(Saved entries)
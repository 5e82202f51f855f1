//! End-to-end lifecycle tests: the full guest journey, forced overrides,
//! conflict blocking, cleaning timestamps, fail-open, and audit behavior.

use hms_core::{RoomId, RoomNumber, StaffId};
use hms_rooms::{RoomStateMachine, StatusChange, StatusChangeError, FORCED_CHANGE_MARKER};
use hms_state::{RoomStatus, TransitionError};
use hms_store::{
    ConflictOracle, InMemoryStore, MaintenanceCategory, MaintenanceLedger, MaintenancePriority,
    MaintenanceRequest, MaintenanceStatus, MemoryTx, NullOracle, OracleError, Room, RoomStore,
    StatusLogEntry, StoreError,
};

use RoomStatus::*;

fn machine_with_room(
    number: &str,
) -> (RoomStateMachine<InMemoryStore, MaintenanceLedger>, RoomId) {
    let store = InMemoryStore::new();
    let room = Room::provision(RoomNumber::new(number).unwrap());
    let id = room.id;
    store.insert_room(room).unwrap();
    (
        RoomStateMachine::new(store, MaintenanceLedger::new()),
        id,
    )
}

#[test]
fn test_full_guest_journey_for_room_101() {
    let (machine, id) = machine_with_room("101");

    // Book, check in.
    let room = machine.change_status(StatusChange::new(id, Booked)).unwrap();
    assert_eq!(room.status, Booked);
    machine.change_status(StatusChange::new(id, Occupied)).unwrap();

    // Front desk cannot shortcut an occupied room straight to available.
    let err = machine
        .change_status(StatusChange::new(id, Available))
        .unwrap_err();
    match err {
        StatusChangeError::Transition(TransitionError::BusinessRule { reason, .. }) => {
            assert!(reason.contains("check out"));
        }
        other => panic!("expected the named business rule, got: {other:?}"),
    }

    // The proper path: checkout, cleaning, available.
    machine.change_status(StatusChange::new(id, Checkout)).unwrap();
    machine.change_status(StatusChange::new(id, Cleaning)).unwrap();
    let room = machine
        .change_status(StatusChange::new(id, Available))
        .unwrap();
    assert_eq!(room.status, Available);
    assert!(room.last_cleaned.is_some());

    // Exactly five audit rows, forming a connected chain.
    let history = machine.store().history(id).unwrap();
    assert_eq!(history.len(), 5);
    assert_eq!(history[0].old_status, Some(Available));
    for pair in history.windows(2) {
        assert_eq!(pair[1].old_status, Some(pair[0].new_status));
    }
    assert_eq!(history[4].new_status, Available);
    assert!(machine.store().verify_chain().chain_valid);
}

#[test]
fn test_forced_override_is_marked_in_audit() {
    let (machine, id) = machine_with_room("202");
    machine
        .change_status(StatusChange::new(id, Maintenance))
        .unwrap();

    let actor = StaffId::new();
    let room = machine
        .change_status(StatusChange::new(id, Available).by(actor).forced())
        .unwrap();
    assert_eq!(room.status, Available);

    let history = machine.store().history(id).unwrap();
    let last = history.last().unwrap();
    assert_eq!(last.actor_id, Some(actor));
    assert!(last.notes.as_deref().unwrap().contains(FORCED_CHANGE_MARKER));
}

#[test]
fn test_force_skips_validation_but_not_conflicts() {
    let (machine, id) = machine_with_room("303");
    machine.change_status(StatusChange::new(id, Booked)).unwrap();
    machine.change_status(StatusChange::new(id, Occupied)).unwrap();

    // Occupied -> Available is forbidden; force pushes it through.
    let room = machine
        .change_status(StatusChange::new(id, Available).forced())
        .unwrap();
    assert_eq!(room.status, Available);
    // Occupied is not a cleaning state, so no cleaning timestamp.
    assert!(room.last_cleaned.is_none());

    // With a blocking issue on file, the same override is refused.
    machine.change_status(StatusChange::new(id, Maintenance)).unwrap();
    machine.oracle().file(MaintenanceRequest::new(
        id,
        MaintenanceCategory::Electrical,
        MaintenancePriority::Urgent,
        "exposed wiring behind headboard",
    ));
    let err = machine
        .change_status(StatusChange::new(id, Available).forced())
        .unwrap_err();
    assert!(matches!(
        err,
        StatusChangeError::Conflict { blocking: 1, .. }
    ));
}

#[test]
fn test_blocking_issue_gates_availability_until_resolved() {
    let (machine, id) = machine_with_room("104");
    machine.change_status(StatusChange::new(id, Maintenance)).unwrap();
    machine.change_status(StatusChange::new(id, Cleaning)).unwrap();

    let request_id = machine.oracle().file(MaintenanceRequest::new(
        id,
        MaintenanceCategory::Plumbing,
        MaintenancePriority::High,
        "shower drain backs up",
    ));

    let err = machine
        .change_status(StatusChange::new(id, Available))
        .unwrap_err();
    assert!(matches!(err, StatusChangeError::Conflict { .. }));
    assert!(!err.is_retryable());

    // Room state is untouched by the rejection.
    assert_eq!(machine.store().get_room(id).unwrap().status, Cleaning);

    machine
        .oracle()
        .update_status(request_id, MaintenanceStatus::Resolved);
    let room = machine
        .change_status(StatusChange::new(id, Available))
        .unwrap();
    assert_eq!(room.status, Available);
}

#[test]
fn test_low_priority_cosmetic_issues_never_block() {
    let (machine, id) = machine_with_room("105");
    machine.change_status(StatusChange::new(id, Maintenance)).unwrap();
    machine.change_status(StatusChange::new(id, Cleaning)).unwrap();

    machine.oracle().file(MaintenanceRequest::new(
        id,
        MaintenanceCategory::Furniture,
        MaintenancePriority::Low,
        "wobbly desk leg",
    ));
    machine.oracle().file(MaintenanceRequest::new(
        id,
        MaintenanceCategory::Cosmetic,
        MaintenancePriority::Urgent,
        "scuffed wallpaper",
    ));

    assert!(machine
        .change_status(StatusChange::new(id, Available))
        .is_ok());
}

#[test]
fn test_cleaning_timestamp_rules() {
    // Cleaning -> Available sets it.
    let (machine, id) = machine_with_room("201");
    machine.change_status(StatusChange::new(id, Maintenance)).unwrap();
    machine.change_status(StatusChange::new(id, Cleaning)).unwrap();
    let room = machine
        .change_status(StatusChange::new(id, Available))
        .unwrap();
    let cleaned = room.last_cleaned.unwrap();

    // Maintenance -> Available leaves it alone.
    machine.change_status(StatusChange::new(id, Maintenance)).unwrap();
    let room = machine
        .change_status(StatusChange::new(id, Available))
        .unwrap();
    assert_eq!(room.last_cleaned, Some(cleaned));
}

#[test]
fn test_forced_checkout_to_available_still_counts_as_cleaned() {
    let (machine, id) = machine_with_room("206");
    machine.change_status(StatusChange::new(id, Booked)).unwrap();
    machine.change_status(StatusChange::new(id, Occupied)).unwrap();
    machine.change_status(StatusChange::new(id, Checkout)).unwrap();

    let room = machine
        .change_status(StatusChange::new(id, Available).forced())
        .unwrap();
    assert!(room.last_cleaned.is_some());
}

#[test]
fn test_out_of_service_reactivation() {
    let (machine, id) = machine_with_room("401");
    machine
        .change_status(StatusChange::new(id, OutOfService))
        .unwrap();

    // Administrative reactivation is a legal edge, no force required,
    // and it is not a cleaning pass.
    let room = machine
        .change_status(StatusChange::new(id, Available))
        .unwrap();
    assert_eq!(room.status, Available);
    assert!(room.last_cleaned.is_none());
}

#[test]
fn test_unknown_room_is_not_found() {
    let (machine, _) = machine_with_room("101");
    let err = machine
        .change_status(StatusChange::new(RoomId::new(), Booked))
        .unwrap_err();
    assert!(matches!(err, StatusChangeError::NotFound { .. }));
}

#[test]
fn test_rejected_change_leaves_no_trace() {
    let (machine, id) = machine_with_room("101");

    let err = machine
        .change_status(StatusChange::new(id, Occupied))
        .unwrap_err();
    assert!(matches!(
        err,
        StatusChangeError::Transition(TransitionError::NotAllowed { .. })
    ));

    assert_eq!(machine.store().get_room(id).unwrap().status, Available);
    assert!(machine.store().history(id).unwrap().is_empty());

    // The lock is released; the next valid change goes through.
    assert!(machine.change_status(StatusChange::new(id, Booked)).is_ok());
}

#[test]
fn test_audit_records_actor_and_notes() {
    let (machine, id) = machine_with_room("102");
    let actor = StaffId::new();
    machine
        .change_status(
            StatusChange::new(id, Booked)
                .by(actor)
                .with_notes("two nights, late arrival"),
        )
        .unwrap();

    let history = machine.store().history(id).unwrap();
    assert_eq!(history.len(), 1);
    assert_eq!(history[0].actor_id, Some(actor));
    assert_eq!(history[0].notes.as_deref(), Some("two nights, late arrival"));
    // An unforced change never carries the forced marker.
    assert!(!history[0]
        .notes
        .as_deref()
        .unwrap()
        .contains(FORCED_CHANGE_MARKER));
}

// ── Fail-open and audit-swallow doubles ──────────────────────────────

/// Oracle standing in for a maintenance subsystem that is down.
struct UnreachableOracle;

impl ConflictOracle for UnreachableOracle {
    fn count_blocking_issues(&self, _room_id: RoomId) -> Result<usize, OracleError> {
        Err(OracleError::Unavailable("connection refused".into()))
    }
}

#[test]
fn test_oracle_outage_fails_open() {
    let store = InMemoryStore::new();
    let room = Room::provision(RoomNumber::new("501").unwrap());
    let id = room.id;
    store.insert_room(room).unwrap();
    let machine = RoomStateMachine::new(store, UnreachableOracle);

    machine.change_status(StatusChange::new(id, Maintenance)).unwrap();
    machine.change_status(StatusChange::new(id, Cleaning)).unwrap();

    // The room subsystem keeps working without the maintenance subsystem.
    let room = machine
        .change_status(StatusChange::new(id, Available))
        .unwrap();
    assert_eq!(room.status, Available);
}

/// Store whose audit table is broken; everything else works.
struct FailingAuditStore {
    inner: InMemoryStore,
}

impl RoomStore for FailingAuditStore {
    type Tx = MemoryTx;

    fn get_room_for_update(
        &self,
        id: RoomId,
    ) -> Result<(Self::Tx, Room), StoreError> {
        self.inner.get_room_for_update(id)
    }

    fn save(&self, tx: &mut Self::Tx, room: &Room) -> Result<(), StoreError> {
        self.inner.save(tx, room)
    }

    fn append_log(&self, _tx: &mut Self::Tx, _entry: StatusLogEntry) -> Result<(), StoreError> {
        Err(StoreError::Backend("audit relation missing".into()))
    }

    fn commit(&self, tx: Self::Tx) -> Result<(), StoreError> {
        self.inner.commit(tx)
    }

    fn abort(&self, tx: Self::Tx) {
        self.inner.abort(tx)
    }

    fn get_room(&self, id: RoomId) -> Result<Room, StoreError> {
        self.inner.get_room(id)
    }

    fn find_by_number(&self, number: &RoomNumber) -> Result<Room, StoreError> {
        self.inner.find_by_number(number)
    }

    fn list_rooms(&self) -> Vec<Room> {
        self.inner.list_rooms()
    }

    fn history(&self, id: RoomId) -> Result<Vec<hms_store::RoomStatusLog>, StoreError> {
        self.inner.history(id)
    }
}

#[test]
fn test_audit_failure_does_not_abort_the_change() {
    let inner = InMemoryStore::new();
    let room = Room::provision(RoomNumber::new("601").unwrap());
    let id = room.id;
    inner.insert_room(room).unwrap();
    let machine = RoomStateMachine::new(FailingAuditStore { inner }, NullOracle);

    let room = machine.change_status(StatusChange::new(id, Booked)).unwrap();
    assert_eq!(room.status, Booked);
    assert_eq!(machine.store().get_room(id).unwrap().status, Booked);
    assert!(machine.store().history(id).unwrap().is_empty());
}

_The task:_ Wherever the word "StoreError" occurs in the data, copy that whole line.

_Completed task:_
    StatusLogEntry, StoreError,
    ) -> Result<(Self::Tx, Room), StoreError> {
    fn save(&self, tx: &mut Self::Tx, room: &Room) -> Result<(), StoreError> {
    fn append_log(&self, _tx: &mut Self::Tx, _entry: StatusLogEntry) -> Result<(), StoreError> {
        Err(StoreError::Backend("audit relation missing".into()))
    fn commit(&self, tx: Self::Tx) -> Result<(), StoreError> {
    fn get_room(&self, id: RoomId) -> Result<Room, StoreError> {
    fn find_by_number(&self, number: &RoomNumber) -> Result<Room, StoreError> {
    fn history(&self, id: RoomId) -> Result<Vec<hms_store::RoomStatusLog>, StoreError> {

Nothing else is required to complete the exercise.